┌─ SOURCE MATERIAL
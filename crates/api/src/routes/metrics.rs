//! Prometheus scrape endpoint.

use axum::extract::State;
use axum::http::header;
use axum::response::IntoResponse;
use metrics_exporter_prometheus::PrometheusHandle;

/// GET /metrics — renders the metric registry in the Prometheus text
/// exposition format.
pub async fn render(State(handle): State<PrometheusHandle>) -> impl IntoResponse {
    (
        [(header::CONTENT_TYPE, "text/plain; version=0.0.4")],
        handle.render(),
    )
}
//! Order service error taxonomy.

use catalog::contract::StockRejection;
use thiserror::Error;

/// Errors surfaced by the order orchestrator.
///
/// Every failure maps into one of these four kinds at the service
/// boundary; nothing is swallowed and nothing is retried in-line.
#[derive(Debug, Error)]
pub enum OrderError {
    /// Malformed request shape. Local and immediate; no network call made.
    #[error("invalid order request: {0}")]
    Validation(String),

    /// The catalog rejected the batch (unknown product or short stock).
    /// Carries the underlying rejection detail.
    #[error("stock unavailable: {0}")]
    StockUnavailable(StockRejection),

    /// The catalog is unreachable, timed out, or the breaker is open.
    #[error("catalog service temporarily unavailable")]
    CatalogUnavailable,

    /// Persistence failure in the order store.
    #[error("internal error: {0}")]
    Internal(String),
}

/// Convenience type alias for order service results.
pub type Result<T> = std::result::Result<T, OrderError>;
└─
• _TASK TO CARRY OUT_
Filter by the word "request": copy every line of the data that holds it.

• _EXERCISE RESULT_
    /// Malformed request shape. Local and immediate; no network call made.
    #[error("invalid order request: {0}")]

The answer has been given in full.